- _Your assignment_:
Repeat the lines below exactly as written, please, from the line with "lifetime in seconds." to the line with "pub const CLIENT_KEY_SLUG_MAX: usize = 10;", both lines included, and no others.

- _Extracted material_:

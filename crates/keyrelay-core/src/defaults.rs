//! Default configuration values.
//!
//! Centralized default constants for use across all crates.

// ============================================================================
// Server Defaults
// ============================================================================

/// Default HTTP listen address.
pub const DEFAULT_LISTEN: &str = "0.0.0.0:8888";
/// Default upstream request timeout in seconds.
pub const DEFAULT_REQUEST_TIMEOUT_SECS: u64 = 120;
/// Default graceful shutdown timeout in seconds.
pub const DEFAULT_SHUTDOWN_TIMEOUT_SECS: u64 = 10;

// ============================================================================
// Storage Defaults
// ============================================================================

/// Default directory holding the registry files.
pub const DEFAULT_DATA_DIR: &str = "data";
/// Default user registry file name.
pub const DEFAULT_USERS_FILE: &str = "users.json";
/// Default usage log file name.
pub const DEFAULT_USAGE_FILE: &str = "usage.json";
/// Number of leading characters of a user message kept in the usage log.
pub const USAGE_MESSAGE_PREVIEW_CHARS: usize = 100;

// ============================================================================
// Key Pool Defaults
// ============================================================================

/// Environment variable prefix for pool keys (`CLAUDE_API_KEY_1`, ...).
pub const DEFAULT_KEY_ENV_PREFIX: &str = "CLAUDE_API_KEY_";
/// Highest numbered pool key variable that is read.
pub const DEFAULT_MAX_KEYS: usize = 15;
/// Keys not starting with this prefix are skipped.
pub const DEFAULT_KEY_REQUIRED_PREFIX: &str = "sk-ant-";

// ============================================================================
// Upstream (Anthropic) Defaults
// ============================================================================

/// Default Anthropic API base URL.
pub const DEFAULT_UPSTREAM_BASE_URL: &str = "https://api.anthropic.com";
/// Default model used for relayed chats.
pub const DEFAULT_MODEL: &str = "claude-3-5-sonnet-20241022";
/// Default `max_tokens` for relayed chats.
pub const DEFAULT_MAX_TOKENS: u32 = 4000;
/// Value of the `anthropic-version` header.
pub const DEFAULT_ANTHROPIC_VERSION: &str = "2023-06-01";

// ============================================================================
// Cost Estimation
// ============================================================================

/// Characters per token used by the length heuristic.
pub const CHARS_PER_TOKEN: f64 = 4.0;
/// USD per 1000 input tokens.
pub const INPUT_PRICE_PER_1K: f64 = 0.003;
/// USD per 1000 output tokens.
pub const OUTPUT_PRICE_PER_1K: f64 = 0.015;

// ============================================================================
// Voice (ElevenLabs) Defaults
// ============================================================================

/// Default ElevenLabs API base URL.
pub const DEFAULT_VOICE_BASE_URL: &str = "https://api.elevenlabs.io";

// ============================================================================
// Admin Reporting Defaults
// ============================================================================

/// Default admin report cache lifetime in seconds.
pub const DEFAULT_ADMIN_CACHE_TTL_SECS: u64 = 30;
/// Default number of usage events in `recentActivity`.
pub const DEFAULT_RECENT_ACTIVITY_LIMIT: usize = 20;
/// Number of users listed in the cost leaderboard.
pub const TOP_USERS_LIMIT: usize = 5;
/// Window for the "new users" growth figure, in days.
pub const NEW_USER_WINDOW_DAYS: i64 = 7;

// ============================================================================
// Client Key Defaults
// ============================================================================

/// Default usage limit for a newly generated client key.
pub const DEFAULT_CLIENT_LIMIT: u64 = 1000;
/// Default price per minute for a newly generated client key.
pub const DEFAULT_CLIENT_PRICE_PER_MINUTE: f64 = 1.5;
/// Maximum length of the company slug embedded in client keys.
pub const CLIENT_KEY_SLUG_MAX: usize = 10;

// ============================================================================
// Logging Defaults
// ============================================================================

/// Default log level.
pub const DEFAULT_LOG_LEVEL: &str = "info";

- _Expected output_:
/// Default admin report cache lifetime in seconds.
pub const DEFAULT_ADMIN_CACHE_TTL_SECS: u64 = 30;
/// Default number of usage events in `recentActivity`.
pub const DEFAULT_RECENT_ACTIVITY_LIMIT: usize = 20;
/// Number of users listed in the cost leaderboard.
pub const TOP_USERS_LIMIT: usize = 5;
/// Window for the "new users" growth figure, in days.
pub const NEW_USER_WINDOW_DAYS: i64 = 7;

// ============================================================================
// Client Key Defaults
// ============================================================================

/// Default usage limit for a newly generated client key.
pub const DEFAULT_CLIENT_LIMIT: u64 = 1000;
/// Default price per minute for a newly generated client key.
pub const DEFAULT_CLIENT_PRICE_PER_MINUTE: f64 = 1.5;
/// Maximum length of the company slug embedded in client keys.
pub const CLIENT_KEY_SLUG_MAX: usize = 10;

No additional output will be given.